(DATA FOR THIS EXERCISE begins)

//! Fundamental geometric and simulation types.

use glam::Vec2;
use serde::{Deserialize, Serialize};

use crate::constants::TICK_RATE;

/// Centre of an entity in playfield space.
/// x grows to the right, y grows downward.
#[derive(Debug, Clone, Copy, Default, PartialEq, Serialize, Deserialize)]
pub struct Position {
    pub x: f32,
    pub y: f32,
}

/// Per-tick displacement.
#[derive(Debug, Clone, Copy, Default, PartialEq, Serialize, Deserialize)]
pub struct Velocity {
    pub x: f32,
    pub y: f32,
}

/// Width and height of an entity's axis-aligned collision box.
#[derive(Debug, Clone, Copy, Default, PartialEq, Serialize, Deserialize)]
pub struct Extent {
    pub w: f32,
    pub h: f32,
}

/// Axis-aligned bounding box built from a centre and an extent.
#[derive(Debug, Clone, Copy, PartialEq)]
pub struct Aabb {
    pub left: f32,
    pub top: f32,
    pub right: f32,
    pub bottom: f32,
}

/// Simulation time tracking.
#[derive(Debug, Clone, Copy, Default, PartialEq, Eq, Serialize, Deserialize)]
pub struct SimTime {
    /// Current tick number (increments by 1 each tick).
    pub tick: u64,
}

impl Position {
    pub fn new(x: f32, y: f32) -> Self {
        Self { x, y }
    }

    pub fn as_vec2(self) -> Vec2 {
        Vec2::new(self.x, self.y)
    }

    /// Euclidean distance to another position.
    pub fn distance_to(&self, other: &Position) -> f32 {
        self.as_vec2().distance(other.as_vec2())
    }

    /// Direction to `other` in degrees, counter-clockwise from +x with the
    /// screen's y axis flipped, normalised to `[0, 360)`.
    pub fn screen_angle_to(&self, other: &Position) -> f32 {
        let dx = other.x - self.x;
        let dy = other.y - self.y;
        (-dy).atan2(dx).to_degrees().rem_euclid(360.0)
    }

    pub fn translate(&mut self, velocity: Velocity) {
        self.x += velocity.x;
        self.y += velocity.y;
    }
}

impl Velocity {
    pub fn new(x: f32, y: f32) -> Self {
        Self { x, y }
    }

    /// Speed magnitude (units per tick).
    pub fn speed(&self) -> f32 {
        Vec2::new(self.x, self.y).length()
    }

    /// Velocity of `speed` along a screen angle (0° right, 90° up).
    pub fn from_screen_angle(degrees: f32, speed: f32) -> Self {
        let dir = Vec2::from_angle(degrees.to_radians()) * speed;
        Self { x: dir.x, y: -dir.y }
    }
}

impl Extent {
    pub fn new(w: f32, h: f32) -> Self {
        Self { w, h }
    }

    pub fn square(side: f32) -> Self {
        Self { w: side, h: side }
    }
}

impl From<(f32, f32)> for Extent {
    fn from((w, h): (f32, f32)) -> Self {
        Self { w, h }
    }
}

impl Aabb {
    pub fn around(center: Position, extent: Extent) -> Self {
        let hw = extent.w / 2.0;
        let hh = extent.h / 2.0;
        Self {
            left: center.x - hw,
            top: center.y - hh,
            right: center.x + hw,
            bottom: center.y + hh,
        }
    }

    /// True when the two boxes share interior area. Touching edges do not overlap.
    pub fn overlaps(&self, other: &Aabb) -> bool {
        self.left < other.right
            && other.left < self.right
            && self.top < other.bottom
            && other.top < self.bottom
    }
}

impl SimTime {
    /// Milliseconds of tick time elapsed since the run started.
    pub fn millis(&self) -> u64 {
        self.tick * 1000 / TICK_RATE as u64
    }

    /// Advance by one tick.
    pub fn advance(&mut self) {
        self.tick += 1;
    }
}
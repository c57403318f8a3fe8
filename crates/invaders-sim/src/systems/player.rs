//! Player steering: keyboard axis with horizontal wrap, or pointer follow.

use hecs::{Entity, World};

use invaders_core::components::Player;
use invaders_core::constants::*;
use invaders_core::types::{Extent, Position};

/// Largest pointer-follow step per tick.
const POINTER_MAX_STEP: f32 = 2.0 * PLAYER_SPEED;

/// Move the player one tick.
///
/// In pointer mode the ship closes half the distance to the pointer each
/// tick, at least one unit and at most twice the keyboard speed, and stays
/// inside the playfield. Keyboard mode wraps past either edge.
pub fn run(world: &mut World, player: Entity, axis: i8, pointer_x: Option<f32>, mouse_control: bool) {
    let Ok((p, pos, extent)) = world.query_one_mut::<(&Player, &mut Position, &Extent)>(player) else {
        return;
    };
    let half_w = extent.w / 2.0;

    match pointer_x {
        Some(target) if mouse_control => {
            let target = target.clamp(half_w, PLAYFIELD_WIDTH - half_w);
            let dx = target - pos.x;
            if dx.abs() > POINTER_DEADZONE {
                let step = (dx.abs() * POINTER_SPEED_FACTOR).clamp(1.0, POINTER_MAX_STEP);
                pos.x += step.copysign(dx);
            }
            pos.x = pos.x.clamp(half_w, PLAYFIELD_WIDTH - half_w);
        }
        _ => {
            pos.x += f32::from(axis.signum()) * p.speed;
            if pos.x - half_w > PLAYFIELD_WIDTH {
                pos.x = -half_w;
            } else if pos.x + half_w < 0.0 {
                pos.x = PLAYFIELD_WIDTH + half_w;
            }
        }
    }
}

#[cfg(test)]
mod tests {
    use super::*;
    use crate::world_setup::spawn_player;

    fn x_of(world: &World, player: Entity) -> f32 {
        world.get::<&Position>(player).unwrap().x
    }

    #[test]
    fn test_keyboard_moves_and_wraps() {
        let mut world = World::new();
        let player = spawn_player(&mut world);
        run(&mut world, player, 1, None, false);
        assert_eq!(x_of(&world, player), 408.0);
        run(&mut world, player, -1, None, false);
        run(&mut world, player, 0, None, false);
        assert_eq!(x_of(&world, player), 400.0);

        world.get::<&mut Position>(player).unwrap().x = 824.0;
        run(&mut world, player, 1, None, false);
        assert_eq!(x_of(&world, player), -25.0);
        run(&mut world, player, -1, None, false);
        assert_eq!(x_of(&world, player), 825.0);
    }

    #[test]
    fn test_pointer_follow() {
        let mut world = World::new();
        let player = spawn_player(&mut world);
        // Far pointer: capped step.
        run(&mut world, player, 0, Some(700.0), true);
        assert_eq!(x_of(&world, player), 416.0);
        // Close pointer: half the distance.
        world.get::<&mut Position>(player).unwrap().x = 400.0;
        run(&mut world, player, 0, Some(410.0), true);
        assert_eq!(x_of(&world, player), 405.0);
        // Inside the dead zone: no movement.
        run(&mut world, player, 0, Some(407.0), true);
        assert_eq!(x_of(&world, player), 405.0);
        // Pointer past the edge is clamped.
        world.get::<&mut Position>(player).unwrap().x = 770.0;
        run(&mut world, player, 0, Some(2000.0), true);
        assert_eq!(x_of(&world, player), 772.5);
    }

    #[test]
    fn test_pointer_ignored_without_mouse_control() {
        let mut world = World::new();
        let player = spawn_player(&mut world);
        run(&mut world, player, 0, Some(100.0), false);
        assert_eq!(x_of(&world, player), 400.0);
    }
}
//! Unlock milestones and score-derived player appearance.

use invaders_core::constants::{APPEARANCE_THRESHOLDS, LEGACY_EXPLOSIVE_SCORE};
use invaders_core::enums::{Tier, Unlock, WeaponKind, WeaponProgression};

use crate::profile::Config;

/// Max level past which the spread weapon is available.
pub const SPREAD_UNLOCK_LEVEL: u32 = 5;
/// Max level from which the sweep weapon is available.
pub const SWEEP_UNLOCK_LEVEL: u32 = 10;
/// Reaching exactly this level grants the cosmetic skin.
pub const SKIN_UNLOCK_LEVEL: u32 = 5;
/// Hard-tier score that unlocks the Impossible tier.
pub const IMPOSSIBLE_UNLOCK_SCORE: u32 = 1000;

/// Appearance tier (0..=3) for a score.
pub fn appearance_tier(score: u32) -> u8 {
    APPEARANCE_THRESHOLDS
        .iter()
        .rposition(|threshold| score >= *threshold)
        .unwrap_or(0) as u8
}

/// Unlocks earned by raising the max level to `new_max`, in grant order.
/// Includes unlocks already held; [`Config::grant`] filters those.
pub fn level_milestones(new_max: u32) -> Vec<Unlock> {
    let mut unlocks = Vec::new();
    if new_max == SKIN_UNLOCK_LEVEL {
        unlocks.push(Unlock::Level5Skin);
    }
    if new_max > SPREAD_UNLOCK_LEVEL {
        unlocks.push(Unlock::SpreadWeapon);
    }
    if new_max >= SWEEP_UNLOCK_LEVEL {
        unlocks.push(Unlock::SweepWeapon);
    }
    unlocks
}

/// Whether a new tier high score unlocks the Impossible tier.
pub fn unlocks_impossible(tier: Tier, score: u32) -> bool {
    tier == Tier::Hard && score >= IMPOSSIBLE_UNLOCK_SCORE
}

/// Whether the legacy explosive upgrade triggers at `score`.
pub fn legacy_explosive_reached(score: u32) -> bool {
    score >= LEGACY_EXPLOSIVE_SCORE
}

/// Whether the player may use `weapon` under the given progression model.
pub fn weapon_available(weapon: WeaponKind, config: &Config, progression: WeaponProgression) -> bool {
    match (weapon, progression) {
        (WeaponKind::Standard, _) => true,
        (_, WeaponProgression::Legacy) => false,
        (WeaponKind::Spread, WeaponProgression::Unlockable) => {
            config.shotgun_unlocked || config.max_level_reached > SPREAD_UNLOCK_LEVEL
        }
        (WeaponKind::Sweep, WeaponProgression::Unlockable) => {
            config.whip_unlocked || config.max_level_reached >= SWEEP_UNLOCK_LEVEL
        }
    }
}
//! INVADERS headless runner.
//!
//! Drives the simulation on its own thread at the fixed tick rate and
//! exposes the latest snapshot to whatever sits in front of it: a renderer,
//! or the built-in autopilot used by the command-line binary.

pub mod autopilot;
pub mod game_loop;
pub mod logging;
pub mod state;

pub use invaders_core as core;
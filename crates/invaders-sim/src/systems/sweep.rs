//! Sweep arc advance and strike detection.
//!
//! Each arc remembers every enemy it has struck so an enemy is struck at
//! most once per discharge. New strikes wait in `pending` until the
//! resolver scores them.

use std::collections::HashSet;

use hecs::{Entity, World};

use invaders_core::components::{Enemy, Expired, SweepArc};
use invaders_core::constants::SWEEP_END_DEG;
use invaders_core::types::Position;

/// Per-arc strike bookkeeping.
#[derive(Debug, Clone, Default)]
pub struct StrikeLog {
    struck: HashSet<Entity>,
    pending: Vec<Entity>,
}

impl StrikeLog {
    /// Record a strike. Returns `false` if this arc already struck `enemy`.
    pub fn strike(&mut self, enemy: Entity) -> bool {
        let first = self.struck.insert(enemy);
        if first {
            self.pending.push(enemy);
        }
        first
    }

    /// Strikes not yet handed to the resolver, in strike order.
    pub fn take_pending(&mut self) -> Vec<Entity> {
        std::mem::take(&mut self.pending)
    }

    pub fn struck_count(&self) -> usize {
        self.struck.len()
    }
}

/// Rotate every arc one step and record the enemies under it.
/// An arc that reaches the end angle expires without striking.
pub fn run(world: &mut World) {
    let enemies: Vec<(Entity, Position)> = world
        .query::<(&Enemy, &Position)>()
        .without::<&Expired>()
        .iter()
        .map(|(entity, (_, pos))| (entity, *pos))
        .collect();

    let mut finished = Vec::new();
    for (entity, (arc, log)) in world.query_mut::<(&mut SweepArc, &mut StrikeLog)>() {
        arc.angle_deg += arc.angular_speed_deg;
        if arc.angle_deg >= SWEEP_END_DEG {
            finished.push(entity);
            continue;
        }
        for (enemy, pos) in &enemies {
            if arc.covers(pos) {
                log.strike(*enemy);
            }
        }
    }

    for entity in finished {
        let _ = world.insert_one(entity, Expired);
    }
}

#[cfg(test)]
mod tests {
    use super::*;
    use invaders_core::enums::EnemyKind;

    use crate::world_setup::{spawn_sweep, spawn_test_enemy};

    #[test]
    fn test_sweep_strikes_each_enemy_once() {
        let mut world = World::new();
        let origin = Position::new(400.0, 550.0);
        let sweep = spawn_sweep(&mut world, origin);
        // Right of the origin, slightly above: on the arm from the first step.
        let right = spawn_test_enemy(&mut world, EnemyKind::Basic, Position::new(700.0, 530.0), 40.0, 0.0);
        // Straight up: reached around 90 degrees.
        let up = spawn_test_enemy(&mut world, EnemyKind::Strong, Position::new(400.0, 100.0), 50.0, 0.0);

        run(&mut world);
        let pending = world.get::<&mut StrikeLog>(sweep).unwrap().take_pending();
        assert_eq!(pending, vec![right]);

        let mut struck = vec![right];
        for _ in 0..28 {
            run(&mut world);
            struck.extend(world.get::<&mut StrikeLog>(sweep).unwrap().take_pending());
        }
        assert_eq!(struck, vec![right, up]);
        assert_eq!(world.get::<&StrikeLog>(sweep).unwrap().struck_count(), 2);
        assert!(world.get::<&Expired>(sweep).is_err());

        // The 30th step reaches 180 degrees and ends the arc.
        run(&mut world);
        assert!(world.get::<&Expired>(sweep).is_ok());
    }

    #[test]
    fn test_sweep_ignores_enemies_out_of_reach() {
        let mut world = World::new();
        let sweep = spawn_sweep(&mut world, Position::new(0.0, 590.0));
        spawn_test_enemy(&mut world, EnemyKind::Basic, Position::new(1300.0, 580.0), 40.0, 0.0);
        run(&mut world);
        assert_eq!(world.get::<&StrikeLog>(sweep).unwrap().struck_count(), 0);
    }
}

(DATA FOR THIS EXERCISE ends)

# EXERCISE BRIEF:
The records are given above. Copy each line in them that holds "WeaponKind".

# RESPONSE FOR THIS EXERCISE:
use invaders_core::enums::{Tier, Unlock, WeaponKind, WeaponProgression};
pub fn weapon_available(weapon: WeaponKind, config: &Config, progression: WeaponProgression) -> bool {
        (WeaponKind::Standard, _) => true,
        (WeaponKind::Spread, WeaponProgression::Unlockable) => {
        (WeaponKind::Sweep, WeaponProgression::Unlockable) => {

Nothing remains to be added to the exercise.